● AIM OF THE TASK
Scan the entries that follow and copy out every line containing "handle".

(Saved data entries)
·····
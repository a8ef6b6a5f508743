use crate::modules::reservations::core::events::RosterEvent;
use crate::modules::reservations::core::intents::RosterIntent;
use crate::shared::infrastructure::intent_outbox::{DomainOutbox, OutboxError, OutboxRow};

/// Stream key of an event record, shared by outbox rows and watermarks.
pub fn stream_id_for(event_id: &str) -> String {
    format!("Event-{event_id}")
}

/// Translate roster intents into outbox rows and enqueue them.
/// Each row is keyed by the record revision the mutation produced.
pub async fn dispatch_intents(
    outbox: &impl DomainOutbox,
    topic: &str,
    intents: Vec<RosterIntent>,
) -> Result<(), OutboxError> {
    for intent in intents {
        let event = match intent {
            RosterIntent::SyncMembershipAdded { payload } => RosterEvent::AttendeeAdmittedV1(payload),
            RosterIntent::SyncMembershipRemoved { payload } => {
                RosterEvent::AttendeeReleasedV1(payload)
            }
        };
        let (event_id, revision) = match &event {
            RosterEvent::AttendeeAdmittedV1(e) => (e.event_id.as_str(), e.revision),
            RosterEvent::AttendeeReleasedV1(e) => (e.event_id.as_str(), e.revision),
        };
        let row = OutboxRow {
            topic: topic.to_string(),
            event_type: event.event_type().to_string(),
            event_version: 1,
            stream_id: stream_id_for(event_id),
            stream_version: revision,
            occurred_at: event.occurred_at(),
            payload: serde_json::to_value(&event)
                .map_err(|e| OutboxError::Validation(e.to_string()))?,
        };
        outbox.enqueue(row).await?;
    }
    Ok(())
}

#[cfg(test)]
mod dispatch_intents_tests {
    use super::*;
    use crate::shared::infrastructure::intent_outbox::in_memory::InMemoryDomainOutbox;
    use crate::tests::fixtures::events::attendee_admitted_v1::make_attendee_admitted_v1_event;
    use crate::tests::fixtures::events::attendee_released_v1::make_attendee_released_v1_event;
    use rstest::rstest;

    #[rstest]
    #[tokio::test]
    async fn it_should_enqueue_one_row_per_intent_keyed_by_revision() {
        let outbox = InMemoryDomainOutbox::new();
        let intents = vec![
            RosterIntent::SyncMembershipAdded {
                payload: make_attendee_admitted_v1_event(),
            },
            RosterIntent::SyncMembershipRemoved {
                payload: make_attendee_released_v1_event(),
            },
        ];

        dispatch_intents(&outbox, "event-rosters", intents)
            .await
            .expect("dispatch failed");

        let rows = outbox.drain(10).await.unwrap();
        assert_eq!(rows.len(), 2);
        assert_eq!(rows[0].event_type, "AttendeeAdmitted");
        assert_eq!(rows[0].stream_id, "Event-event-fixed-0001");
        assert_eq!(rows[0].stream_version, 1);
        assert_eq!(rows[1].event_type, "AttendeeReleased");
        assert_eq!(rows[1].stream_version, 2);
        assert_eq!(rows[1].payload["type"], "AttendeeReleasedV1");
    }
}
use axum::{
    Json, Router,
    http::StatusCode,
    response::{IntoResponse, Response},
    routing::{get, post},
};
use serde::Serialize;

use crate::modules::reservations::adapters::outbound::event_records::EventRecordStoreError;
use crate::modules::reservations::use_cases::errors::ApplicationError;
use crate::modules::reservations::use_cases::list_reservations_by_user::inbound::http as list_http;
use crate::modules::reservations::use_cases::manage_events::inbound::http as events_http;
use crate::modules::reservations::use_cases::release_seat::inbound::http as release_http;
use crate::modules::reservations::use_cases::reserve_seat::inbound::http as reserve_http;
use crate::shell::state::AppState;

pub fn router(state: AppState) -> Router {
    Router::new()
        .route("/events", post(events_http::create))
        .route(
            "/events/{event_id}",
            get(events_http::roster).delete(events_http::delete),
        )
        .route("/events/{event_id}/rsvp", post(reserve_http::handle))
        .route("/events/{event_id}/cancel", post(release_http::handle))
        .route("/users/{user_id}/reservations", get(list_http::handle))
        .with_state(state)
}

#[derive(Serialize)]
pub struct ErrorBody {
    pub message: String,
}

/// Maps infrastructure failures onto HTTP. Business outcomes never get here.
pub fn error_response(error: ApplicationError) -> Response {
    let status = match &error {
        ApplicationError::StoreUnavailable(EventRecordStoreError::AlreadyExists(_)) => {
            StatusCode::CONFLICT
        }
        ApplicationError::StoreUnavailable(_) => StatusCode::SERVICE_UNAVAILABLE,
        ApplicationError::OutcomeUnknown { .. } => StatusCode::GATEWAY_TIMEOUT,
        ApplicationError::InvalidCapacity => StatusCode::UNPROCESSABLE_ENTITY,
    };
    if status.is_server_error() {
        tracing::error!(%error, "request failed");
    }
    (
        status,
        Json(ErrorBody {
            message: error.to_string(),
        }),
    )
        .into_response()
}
·····
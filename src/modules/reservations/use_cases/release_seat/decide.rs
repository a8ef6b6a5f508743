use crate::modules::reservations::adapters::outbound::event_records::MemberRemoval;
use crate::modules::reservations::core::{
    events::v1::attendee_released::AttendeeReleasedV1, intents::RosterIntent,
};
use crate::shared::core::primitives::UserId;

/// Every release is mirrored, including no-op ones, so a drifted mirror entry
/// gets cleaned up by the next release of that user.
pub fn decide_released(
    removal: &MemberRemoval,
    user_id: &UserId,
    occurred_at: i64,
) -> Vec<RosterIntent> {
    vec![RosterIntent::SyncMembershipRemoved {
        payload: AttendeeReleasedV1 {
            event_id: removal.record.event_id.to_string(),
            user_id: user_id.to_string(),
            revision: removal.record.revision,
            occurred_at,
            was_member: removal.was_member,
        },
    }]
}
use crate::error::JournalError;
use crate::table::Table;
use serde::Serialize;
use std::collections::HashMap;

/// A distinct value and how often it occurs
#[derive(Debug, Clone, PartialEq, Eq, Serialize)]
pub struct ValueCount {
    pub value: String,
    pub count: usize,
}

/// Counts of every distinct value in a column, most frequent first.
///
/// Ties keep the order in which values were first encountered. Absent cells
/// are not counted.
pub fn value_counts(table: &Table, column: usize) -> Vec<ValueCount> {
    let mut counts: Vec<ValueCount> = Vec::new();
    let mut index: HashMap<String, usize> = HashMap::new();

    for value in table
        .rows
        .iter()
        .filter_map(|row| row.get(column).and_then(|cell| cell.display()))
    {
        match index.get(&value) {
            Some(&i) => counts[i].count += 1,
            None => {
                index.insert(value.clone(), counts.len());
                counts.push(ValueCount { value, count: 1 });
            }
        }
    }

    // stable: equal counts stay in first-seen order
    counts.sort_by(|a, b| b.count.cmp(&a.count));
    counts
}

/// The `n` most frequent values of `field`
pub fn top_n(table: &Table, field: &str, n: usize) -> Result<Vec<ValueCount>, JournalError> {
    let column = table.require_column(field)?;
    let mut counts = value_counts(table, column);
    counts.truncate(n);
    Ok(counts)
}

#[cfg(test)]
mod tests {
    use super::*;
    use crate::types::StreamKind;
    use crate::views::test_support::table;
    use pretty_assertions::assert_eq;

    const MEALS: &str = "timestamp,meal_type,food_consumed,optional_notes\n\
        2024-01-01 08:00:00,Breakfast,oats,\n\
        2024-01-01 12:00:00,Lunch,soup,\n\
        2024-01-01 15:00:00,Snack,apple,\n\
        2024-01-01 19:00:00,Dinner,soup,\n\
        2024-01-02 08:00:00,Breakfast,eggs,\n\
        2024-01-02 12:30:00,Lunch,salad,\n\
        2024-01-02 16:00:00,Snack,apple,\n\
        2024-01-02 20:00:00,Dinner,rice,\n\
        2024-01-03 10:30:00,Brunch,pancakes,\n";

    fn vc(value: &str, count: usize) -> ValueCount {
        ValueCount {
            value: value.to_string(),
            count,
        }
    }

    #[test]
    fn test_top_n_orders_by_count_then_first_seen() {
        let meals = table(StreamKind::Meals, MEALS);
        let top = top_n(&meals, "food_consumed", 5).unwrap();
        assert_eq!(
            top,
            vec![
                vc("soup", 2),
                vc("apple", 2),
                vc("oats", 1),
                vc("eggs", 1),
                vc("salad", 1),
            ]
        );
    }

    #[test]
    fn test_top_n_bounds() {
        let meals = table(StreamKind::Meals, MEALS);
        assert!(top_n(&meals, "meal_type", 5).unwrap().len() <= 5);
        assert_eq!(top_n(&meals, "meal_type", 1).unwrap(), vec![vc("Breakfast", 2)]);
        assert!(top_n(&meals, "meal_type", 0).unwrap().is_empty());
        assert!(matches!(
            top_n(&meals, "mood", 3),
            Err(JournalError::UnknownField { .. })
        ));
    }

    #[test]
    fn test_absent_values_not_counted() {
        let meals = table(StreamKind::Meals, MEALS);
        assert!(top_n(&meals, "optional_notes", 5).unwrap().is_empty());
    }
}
·····
● OUTPUT
        .route("/events/{event_id}/rsvp", post(reserve_http::handle))
        .route("/events/{event_id}/cancel", post(release_http::handle))
        .route("/users/{user_id}/reservations", get(list_http::handle))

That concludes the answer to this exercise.